DETAILS ZUM DESINFORMATIONSFALL

KI-Übersetzungen:

DISINFO: Novichok, das Nervengift, das die Skripals vergiftet hat, wurde nicht in Russland hergestellt.

SUMMARY

Die ehemalige britische Premierministerin Theresa May lügte, als sie behauptete, dass das im Fall Skripal verwendete Novichok-Nervengift in Russland hergestellt wurde. Das britische Labor in Porton Down leugnete, dass das Gift in Russland hergestellt wurde.

RESPONSE

Dies ist eine wiederkehrende pro-Kremlin Desinformationsnarrative über die Skripal-Vergiftung im Vereinigten Königreich, die versucht, die Aufmerksamkeit von Russlands erwiesener Verantwortung für den Anschlag abzulenken. Mehrere Verschwörungstheorien haben sich auch auf das Labor in Porton Down konzentriert. Früher haben pro-Kremlin Medien zum Beispiel behauptet, dass Porton Down möglicherweise Novichok hergestellt haben könnte, und dass Porton Down für die Vergiftung in Amesbury verantwortlich war. Wie Botschafterin Karen Pierce, Ständige Vertreterin des Vereinigten Königreichs bei den Vereinten Nationen, am 5. September 2018 im Sicherheitsrat klarstellte, haben die britische Polizei und die britischen Geheimdienste ausreichende harte forensische Beweise vorgelegt, um zwei russische Staatsangehörige, die als Offiziere des russischen Militärgeheimdienstes GRU identifiziert wurden, der Tat gegen die Skripals anzuklagen. Das Recherche-Portal Bellingcat hat später die Identitäten der beiden russischen Staatsangehörigen enthüllt. Darüber hinaus stellte die britische Untersuchung fest, dass Sergey und Yuliya Skripal mit einem spezifischen Novichok-Nervengift vergiftet wurden, das nicht von nichtstaatlichen Akteuren hergestellt worden sein kann. Dies wurde durch eine unabhängige OPCW [Organisation für das Verbot chemischer Waffen] Analyse bestätigt. Laut der Bewertung der britischen Geheimdienste, basierend auf Open-Source-Analysen und Geheimdienstinformationen, hat Russland im letzten Jahrzehnt kleine Mengen von Novichok-Agentien produziert und lagernd, lange nachdem es die Chemiewaffen-Konvention unterzeichnet hatte.
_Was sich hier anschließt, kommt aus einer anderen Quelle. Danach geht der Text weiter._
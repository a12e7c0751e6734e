//! Heal configuration

use serde::{Deserialize, Serialize};

use crate::error::{HealError, Result};
use crate::types::XattrMap;

/// What the finalizer does when no source can be derived.
#[derive(Copy, Clone, Debug, PartialEq, Eq, Serialize, Deserialize)]
pub enum SplitBrainPolicy {
    /// Report split brain and leave every replica untouched.
    Report,
    /// Promote the lowest-indexed locked sink that has a snapshot to source.
    ForceLowestIndex,
}

impl From<bool> for SplitBrainPolicy {
    fn from(force: bool) -> Self {
        if force {
            SplitBrainPolicy::ForceLowestIndex
        } else {
            SplitBrainPolicy::Report
        }
    }
}

/// Decides which extended attributes travel from source to sinks.
#[derive(Clone, Debug, PartialEq, Eq, Serialize, Deserialize)]
pub struct XattrFilter {
    reserved_prefixes: Vec<String>,
    security_keys: Vec<String>,
}

impl XattrFilter {
    /// Creates a filter from reserved prefixes and security-label keys.
    pub fn new(reserved_prefixes: Vec<String>, security_keys: Vec<String>) -> Self {
        Self {
            reserved_prefixes,
            security_keys,
        }
    }

    /// Implementation-reserved key (changelog markers and similar).
    pub fn is_reserved(&self, key: &str) -> bool {
        self.reserved_prefixes.iter().any(|p| key.starts_with(p.as_str()))
    }

    /// Security label key.
    pub fn is_security_label(&self, key: &str) -> bool {
        self.security_keys.iter().any(|k| k == key)
    }

    /// True when heal neither propagates nor removes this key.
    pub fn is_excluded(&self, key: &str) -> bool {
        self.is_reserved(key) || self.is_security_label(key)
    }

    /// The subset of `xattrs` that heal propagates.
    pub fn propagated(&self, xattrs: &XattrMap) -> XattrMap {
        xattrs
            .iter()
            .filter(|(k, _)| !self.is_excluded(k))
            .map(|(k, v)| (k.clone(), v.clone()))
            .collect()
    }
}

/// Configuration for metadata self-heal.
#[derive(Debug, Clone, PartialEq, Eq, Serialize, Deserialize)]
#[serde(default)]
pub struct HealConfig {
    /// Pick a source arbitrarily on metadata split brain instead of failing.
    pub force_metadata_split_brain: bool,
    /// Lock domain shared by every healer, used for the outer probe lock.
    pub probe_domain: String,
    /// Lock domain serializing metadata transactions.
    pub metadata_domain: String,
    /// Minimum replicas that must be locked to proceed.
    pub quorum: usize,
    /// Upper bound on waiting for the transaction lock, in milliseconds.
    pub lock_wait_ms: u64,
    /// Extended-attribute prefixes that are internal to the replication layer.
    pub reserved_xattr_prefixes: Vec<String>,
    /// Security-label keys that are never propagated or removed.
    pub security_xattr_keys: Vec<String>,
}

impl Default for HealConfig {
    fn default() -> Self {
        Self {
            force_metadata_split_brain: false,
            probe_domain: "mirrorfs.self-heal".to_string(),
            metadata_domain: "mirrorfs.metadata".to_string(),
            quorum: 2,
            lock_wait_ms: 1000,
            reserved_xattr_prefixes: vec!["trusted.mirrorfs.".to_string()],
            security_xattr_keys: vec!["security.selinux".to_string()],
        }
    }
}

impl HealConfig {
    /// Parses a JSON document; missing fields take their defaults.
    pub fn from_json(json: &str) -> Result<Self> {
        let config: HealConfig = serde_json::from_str(json).map_err(|e| HealError::Config {
            reason: e.to_string(),
        })?;
        config.validate()?;
        Ok(config)
    }

    /// Checks internal consistency.
    pub fn validate(&self) -> Result<()> {
        if self.quorum < 2 {
            return Err(HealError::Config {
                reason: format!("quorum must be at least 2, got {}", self.quorum),
            });
        }
        if self.probe_domain.is_empty() || self.metadata_domain.is_empty() {
            return Err(HealError::Config {
                reason: "lock domains must not be empty".to_string(),
            });
        }
        if self.probe_domain == self.metadata_domain {
            return Err(HealError::Config {
                reason: "probe and metadata lock domains must differ".to_string(),
            });
        }
        if self.reserved_xattr_prefixes.iter().any(|p| p.is_empty()) {
            return Err(HealError::Config {
                reason: "empty reserved xattr prefix would exclude every key".to_string(),
            });
        }
        Ok(())
    }

    /// Split-brain policy handed to the source finalizer.
    pub fn split_brain_policy(&self) -> SplitBrainPolicy {
        SplitBrainPolicy::from(self.force_metadata_split_brain)
    }

    /// Extended-attribute filter handed to the heal executor.
    pub fn xattr_filter(&self) -> XattrFilter {
        XattrFilter::new(
            self.reserved_xattr_prefixes.clone(),
            self.security_xattr_keys.clone(),
        )
    }
}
Für ähnliche Fälle siehe hier.

RECHTLICHER HINWEIS

Bei den Fällen in der EUvsDisinfo-Datenbank geht es um Aussagen im internationalen Informationsraum, die als parteiische, verzerrte oder falsche Darstellung der Realität und als Verbreitung von kremlfreundlichen Kernbotschaften identifiziert wurden. Daraus folgt nicht zwangsläufig, dass die betroffenen Medien Verbindungen zum Kreml haben oder den Kreml redaktionell unterstützen oder dass sie absichtlich Desinformation verbreiten wollten. Die Veröffentlichungen von EUvsDisinfo stellen keine offizielle Position der EU dar, da die präsentierten Informationen und vertretenen Meinungen auf Medienberichten sowie Analysen der East StratCom Task Force basieren.